→ **AIM OF THE EXERCISE**
Every line in the records below with the string "bool" needs to be copied out.
======== MATERIAL FOR THIS EXERCISE
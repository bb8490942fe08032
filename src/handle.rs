use crate::error::{FreespaceError, TransportError};
use crate::protocol::{InMessage, OutMessage};
use crate::transport::{Connection, DeviceId, Transport};
use crate::types::DeviceIdentity;
use crate::Result;

/// Exclusive owner of one open device connection.
///
/// The connection is closed exactly once: by the first [`DeviceHandle::close`]
/// or, failing that, on drop. Callers are responsible for never opening the
/// same id twice (see [`crate::detection::ClaimRegistry`]).
pub struct DeviceHandle<C: Connection> {
    connection: C,
    identity: DeviceIdentity,
    closed: bool,
}

impl<C: Connection> DeviceHandle<C> {
    /// Open `id`, read its identity and flush stale input.
    pub fn open<T>(transport: &T, id: DeviceId) -> Result<Self>
    where
        T: Transport<Connection = C>,
    {
        let mut connection = transport
            .open(id)
            .map_err(|source| FreespaceError::Open { id, source })?;

        let identity = match transport.device_info(id) {
            Ok(identity) => identity,
            Err(source) => {
                connection.close();
                return Err(FreespaceError::Open { id, source });
            }
        };

        log::info!(
            "Opened Freespace device {}: {} (VID={:04X} PID={:04X})",
            id,
            identity.name,
            identity.vendor_id,
            identity.product_id
        );

        Ok(Self::from_connection(connection, identity))
    }

    /// Wrap an already-open connection. Flushes once; a failed flush is
    /// logged and the handle is still returned.
    pub fn from_connection(connection: C, identity: DeviceIdentity) -> Self {
        let mut handle = Self {
            connection,
            identity,
            closed: false,
        };
        if let Err(e) = handle.flush() {
            log::warn!("Error flushing device {}: {}", handle.id(), e);
        }
        handle
    }

    pub fn id(&self) -> DeviceId {
        self.connection.id()
    }

    pub fn identity(&self) -> &DeviceIdentity {
        &self.identity
    }

    pub fn is_closed(&self) -> bool {
        self.closed
    }

    pub fn flush(&mut self) -> std::result::Result<(), TransportError> {
        if self.closed {
            return Err(TransportError::Closed);
        }
        self.connection.flush()
    }

    pub fn send(&mut self, msg: &OutMessage) -> Result<()> {
        if self.closed {
            return Err(FreespaceError::SessionClosed);
        }
        self.connection.send(msg).map_err(FreespaceError::Send)
    }

    pub fn read(&mut self, timeout_ms: u32) -> std::result::Result<InMessage, TransportError> {
        if self.closed {
            return Err(TransportError::Closed);
        }
        self.connection.read(timeout_ms)
    }

    /// Close the connection. Only the first call has any effect.
    pub fn close(&mut self) {
        if self.closed {
            return;
        }
        self.closed = true;
        self.connection.close();
        log::info!("Closed Freespace device {}", self.id());
    }
}

impl<C: Connection> Drop for DeviceHandle<C> {
    fn drop(&mut self) {
        self.close();
    }
}

#[cfg(test)]
mod tests {
    use super::*;
    use crate::protocol::FSM9_PID;
    use crate::transport::mock::{Event, MockTransport};

    #[test]
    fn test_open_flushes_once() {
        let mock = MockTransport::new().with_device(4, FSM9_PID);
        let handle = DeviceHandle::open(&mock, 4).unwrap();
        assert_eq!(handle.identity().product_id, FSM9_PID);
        assert_eq!(mock.events(), vec![Event::Open(4), Event::Flush(4)]);
    }

    #[test]
    fn test_flush_failure_is_not_fatal() {
        let mock = MockTransport::new().with_device(1, FSM9_PID);
        mock.fail_flush(true);
        let handle = DeviceHandle::open(&mock, 1).unwrap();
        assert!(!handle.is_closed());
    }

    #[test]
    fn test_open_failure() {
        let mock = MockTransport::new().with_device(2, FSM9_PID);
        mock.fail_open(2);
        let err = DeviceHandle::open(&mock, 2).err().unwrap();
        assert!(matches!(err, FreespaceError::Open { id: 2, .. }));
    }

    #[test]
    fn test_missing_info_closes_connection() {
        let mock = MockTransport::new();
        assert!(DeviceHandle::open(&mock, 9).is_err());
        assert_eq!(mock.events(), vec![Event::Open(9), Event::Close(9)]);
    }

    #[test]
    fn test_close_is_idempotent() {
        let mock = MockTransport::new().with_device(1, FSM9_PID);
        let mut handle = DeviceHandle::open(&mock, 1).unwrap();
        handle.close();
        handle.close();
        drop(handle);
        let closes = mock
            .events()
            .into_iter()
            .filter(|e| *e == Event::Close(1))
            .count();
        assert_eq!(closes, 1);
    }

    #[test]
    fn test_drop_closes() {
        let mock = MockTransport::new().with_device(1, FSM9_PID);
        drop(DeviceHandle::open(&mock, 1).unwrap());
        assert_eq!(mock.events().last(), Some(&Event::Close(1)));
    }

    #[test]
    fn test_closed_handle_rejects_traffic() {
        let mock = MockTransport::new().with_device(1, FSM9_PID);
        let mut handle = DeviceHandle::open(&mock, 1).unwrap();
        handle.close();
        assert!(matches!(handle.read(0), Err(TransportError::Closed)));
        assert!(handle.flush().is_err());
    }
}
================
→ **EXERCISE RESPONSE**
    closed: bool,
    pub fn is_closed(&self) -> bool {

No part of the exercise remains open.